Commento al Vangelo della XVII Domenica del TO/B – 25 luglio 2021
Dal Vangelo di Giovanni (6,1-15)
In quel tempo, Gesù passò all’altra riva del mare di Galilea, cioè di Tiberìade, e lo seguiva una grande folla, perché vedeva i segni che compiva sugli infermi. Gesù salì sul monte e là si pose a sedere con i suoi discepoli. Era vicina la Pasqua, la festa dei Giudei.
Allora Gesù, alzàti gli occhi, vide che una grande folla veniva da lui e disse a Filippo: «Dove potremo comprare il pane perché costoro abbiano da mangiare?». Diceva così per metterlo alla prova; egli infatti sapeva quello che stava per compiere. Gli rispose Filippo: «Duecento denari di pane non sono sufficienti neppure perché ognuno possa riceverne un pezzo».
Gli disse allora uno dei suoi discepoli, Andrea, fratello di Simon Pietro: «C’è qui un ragazzo che ha cinque pani d’orzo e due pesci; ma che cos’è questo per tanta gente?». Rispose Gesù: «Fateli sedere». C’era molta erba in quel luogo. Si misero dunque a sedere ed erano circa cinquemila uomini.
Allora Gesù prese i pani e, dopo aver reso grazie, li diede a quelli che erano seduti, e lo stesso fece dei pesci, quanto ne volevano.
E quando furono saziati, disse ai suoi discepoli: «Raccogliete i pezzi avanzati, perché nulla vada perduto». Li raccolsero e riempirono dodici canestri con i pezzi dei cinque pani d’orzo, avanzati a coloro che avevano mangiato.

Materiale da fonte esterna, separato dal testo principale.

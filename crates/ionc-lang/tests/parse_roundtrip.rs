//! Print → parse round-trips: the pretty printer's output re-parses to a
//! structurally equal tree.

use ionc_lang::parse_mechanism;
use ionc_lang::pretty::{mechanism_to_string, mechanism_eq};

fn roundtrip(src: &str) {
    let m1 = parse_mechanism(src).expect("parse original");
    let printed = mechanism_to_string(&m1);
    let m2 = parse_mechanism(&printed).unwrap_or_else(|e| {
        panic!("reparse failed: {}\nprinted source:\n{}", e, printed)
    });
    assert!(mechanism_eq(&m1, &m2), "round-trip mismatch:\n{}", printed);
}

#[test]
fn roundtrip_passive_channel() {
    roundtrip(
        r#"
        density pas {
            parameter g : conductance/area = 0.001 [S/cm^2];
            parameter e_rev = -70 [mV];
            bind v = membrane_potential;
            effect current_density = g*(v - e_rev);
            export g;
        }
        "#,
    );
}

#[test]
fn roundtrip_gated_channel() {
    roundtrip(
        r#"
        density kd {
            parameter gbar = 1e-5 [S/cm^2];
            parameter ek = -77 [mV];
            bind v = membrane_potential(k);
            state n : real;
            function ninf(u: voltage) : real {
                1.0/(1.0 + exp(-(u + 55 [mV])/10 [mV]))
            }
            initial n = ninf(v);
            evolve n' = (ninf(v) - n)/3 [ms];
            effect current_density(k) = gbar*n^4*(v - ek);
        }
        "#,
    );
}

#[test]
fn roundtrip_record_state() {
    roundtrip(
        r#"
        point exp2syn {
            record gates { a: real; b: real; };
            state s : gates;
            bind dt_ = dt;
            initial s = { a = 0.0; b = 0.0; };
            evolve s' = { a = -s.a/0.5 [ms]; b = -s.b/2 [ms]; };
        }
        "#,
    );
}

#[test]
fn roundtrip_expression_forms() {
    roundtrip(
        r#"
        density m {
            parameter a = let x = 2.0; if x > 1.0 { min(x, 3.0) } else { max(x, 0.5) };
            parameter b = abs(-2.0)*exprelr(0.1) + log(2.0);
            constant c : real = sin(1.0)*cos(1.0);
        }
        "#,
    );
}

Allora la gente, visto il segno che egli aveva compiuto, diceva: «Questi è davvero il profeta, colui che viene nel mondo!». Ma Gesù, sapendo che venivano a prenderlo per farlo re, si ritirò di nuovo sul monte, lui da solo.
Commento
L’erba era abbondante ma scarso era il pane, come abbondanti sono le nostre aspettative, i nostri più intimi e inespressi desideri, ma scarsa è la realizzazione. Quell’erba abbondante, di cui solo l’evangelista Giovanni parla, ci appare una provocazione rispetto alla necessità del momento. La parola greca che significa “erba” è la stessa usata dai vangeli per indicare gli steli di grano: come a dire che quel luogo non era per nulla arido, anzi vi si poteva attendere un grande e abbondante raccolto, ma ancora quegli steli erano ben lontani dall’essere spighe di grano, e tanto meno grano maturo, e quindi neppure farina per fare il pane. In quella scarsezza di cibo c’è la fotografia della nostra vicenda umana: tante aspettative ma fame di tutto.

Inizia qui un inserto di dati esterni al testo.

//! Pre-printer simplification.
//!
//! Dimensional checking is complete by now and carries no further
//! information, so every type collapses to the dimensionless quantity.
//! Record states are exploded into one scalar per field: a field access
//! `s.m` becomes a read of the flat name from the `StateFieldMap`.

use std::collections::HashMap;
use std::rc::Rc;

use crate::ir::*;
use crate::rtype::{real_type, ResolvedType, RType};
use crate::{CompileError, Result};

/// state name → field name → flattened scalar name.
pub type StateFieldMap = HashMap<String, HashMap<String, String>>;

pub fn gen_state_field_map(states: &[RExpr]) -> StateFieldMap {
    let mut map = StateFieldMap::new();
    for s in states {
        let ResolvedExpr::State(s) = &**s else { continue };
        if let ResolvedType::Record { fields, .. } = &*s.ty {
            let flat = fields
                .iter()
                .map(|(f, _)| (f.clone(), format!("{}_{}", s.name, f)))
                .collect();
            map.insert(s.name.clone(), flat);
        }
    }
    map
}

/// Quantity and boolean types become real; records keep their shape with
/// real fields.
pub fn simplify_type(t: &RType) -> RType {
    match &**t {
        ResolvedType::Quantity { loc, .. } | ResolvedType::Bool { loc } => real_type(*loc),
        ResolvedType::Record { fields, loc } => Rc::new(ResolvedType::Record {
            fields: fields.iter().map(|(n, t)| (n.clone(), simplify_type(t))).collect(),
            loc: *loc,
        }),
    }
}

pub fn simplify_expr(e: &RExpr, sfm: &StateFieldMap) -> Result<RExpr> {
    match &**e {
        ResolvedExpr::Argument(a) => Ok(Rc::new(ResolvedExpr::Argument(ResolvedArgument {
            name: a.name.clone(),
            ty: simplify_type(&a.ty),
            loc: a.loc,
        }))),
        ResolvedExpr::Float(f) => Ok(Rc::new(ResolvedExpr::Float(ResolvedFloat {
            value: f.value,
            ty: real_type(f.loc),
            loc: f.loc,
        }))),
        ResolvedExpr::Int(i) => Ok(Rc::new(ResolvedExpr::Int(ResolvedInt {
            value: i.value,
            ty: real_type(i.loc),
            loc: i.loc,
        }))),
        ResolvedExpr::FieldAccess(f) => {
            let ResolvedExpr::Argument(obj) = &*f.object else {
                return Err(CompileError::InternalInvariant(format!(
                    "field access on a non-identifier at {}",
                    f.loc
                )));
            };
            let Some(flat) = sfm.get(&obj.name).and_then(|m| m.get(&f.field)) else {
                return Err(CompileError::InternalInvariant(format!(
                    "field access '{}.{}' survived optimization but '{}' is not a record state",
                    obj.name, f.field, obj.name
                )));
            };
            Ok(Rc::new(ResolvedExpr::Argument(ResolvedArgument {
                name: flat.clone(),
                ty: real_type(f.loc),
                loc: f.loc,
            })))
        }
        ResolvedExpr::Let(l) => Ok(Rc::new(ResolvedExpr::Let(ResolvedLet {
            name: l.name.clone(),
            value: simplify_expr(&l.value, sfm)?,
            body: simplify_expr(&l.body, sfm)?,
            ty: real_type(l.loc),
            loc: l.loc,
        }))),
        ResolvedExpr::If(i) => Ok(Rc::new(ResolvedExpr::If(ResolvedIf {
            condition: simplify_expr(&i.condition, sfm)?,
            if_true: simplify_expr(&i.if_true, sfm)?,
            if_false: simplify_expr(&i.if_false, sfm)?,
            ty: real_type(i.loc),
            loc: i.loc,
        }))),
        ResolvedExpr::Unary(u) => Ok(Rc::new(ResolvedExpr::Unary(ResolvedUnary {
            op: u.op,
            arg: simplify_expr(&u.arg, sfm)?,
            ty: real_type(u.loc),
            loc: u.loc,
        }))),
        ResolvedExpr::Binary(b) => Ok(Rc::new(ResolvedExpr::Binary(ResolvedBinary {
            op: b.op,
            lhs: simplify_expr(&b.lhs, sfm)?,
            rhs: simplify_expr(&b.rhs, sfm)?,
            ty: real_type(b.loc),
            loc: b.loc,
        }))),
        ResolvedExpr::Object(o) => {
            let mut fields = Vec::with_capacity(o.fields.len());
            for (n, v) in &o.fields {
                fields.push((n.clone(), simplify_expr(v, sfm)?));
            }
            Ok(Rc::new(ResolvedExpr::Object(ResolvedObject {
                fields,
                ty: simplify_type(&o.ty),
                loc: o.loc,
            })))
        }
        ResolvedExpr::Call(c) => {
            let mut args = Vec::with_capacity(c.args.len());
            for a in &c.args {
                args.push(simplify_expr(a, sfm)?);
            }
            Ok(Rc::new(ResolvedExpr::Call(ResolvedCall {
                function: c.function.clone(),
                args,
                ty: real_type(c.loc),
                loc: c.loc,
            })))
        }
        _ => Err(CompileError::InternalInvariant(format!(
            "declaration form in expression position at {}",
            e.loc()
        ))),
    }
}

#[cfg(test)]
mod tests {
    use super::*;
    use ionc_lang::location::Location;
    use ionc_lang::types::Quantity;

    use crate::rtype::{quantity_type, Dimensions};

    #[test]
    fn field_accesses_flatten_through_the_state_map() {
        let loc = Location::default();
        let rec_ty = Rc::new(ResolvedType::Record {
            fields: vec![("m".to_string(), real_type(loc))],
            loc,
        });
        let state = Rc::new(ResolvedExpr::State(ResolvedState {
            name: "s".to_string(),
            ty: rec_ty.clone(),
            loc,
        }));
        let sfm = gen_state_field_map(&[state]);
        assert_eq!(sfm["s"]["m"], "s_m");

        let access = Rc::new(ResolvedExpr::FieldAccess(ResolvedFieldAccess {
            object: Rc::new(ResolvedExpr::Argument(ResolvedArgument {
                name: "s".to_string(),
                ty: rec_ty,
                loc,
            })),
            field: "m".to_string(),
            ty: real_type(loc),
            loc,
        }));
        let out = simplify_expr(&access, &sfm).unwrap();
        assert!(matches!(&*out, ResolvedExpr::Argument(a) if a.name == "s_m"));
    }

    #[test]
    fn dimensional_types_erase_to_real() {
        let loc = Location::default();
        let v = Rc::new(ResolvedExpr::Float(ResolvedFloat {
            value: 1.0,
            ty: quantity_type(Dimensions::from_quantity(Quantity::Voltage), loc),
            loc,
        }));
        let out = simplify_expr(&v, &StateFieldMap::new()).unwrap();
        let ty = type_of(&out);
        let ResolvedType::Quantity { dims, .. } = &*ty else { panic!() };
        assert!(dims.is_real());
    }
}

Il contesto sembra simile al discorso della montagna: tanta folla, Gesù sale sul monte e siede con davanti i discepoli: Qui però non proclama la beatitudine dei poveri e degli affamati, ma pone invece una domanda esplicita: “dove potremo comprare il pane?”. Detto in altra maniera potrebbe intendersi: “con i nostri mezzi ordinari, naturali, con il nostro denaro, come risolviamo questa fame?” Ma ecco che piano piano inizia il miracolo. Qualcuno tira fuori 200 denari, un altro 5 pani e due pesci, e Gesù rende grazie al Padre per quel poco. Il senso di questo grande segno sarà Gesù stesso a spiegarlo nella sinagoga di Cafarnao e lo ascolteremo nei vangeli delle quattro prossime domeniche, ma intanto abbiamo intuito che in Gesù c’è l’inizio di una realtà nuova, di un mondo nuovo: l’inizio del compimento dei nostri desideri e delle nostre aspirazioni di eternità.
Ecco che l’erba verde, abbondantissima, è segno e anticipo non solo del pane che verrà, ma anche di quel giardino perduto a causa del peccato, e recuperato per sempre, grazie a Cristo Gesù, nella Gerusalemme del cielo. La sazietà di migliaia di persone è preludio e anticipo di quella immensa gioia che vivremo quando un giorno arrivando a destinazione – nella casa del Padre - potremo dire: finalmente, tutto questo è ciò che più mi aspettavo dalla vita!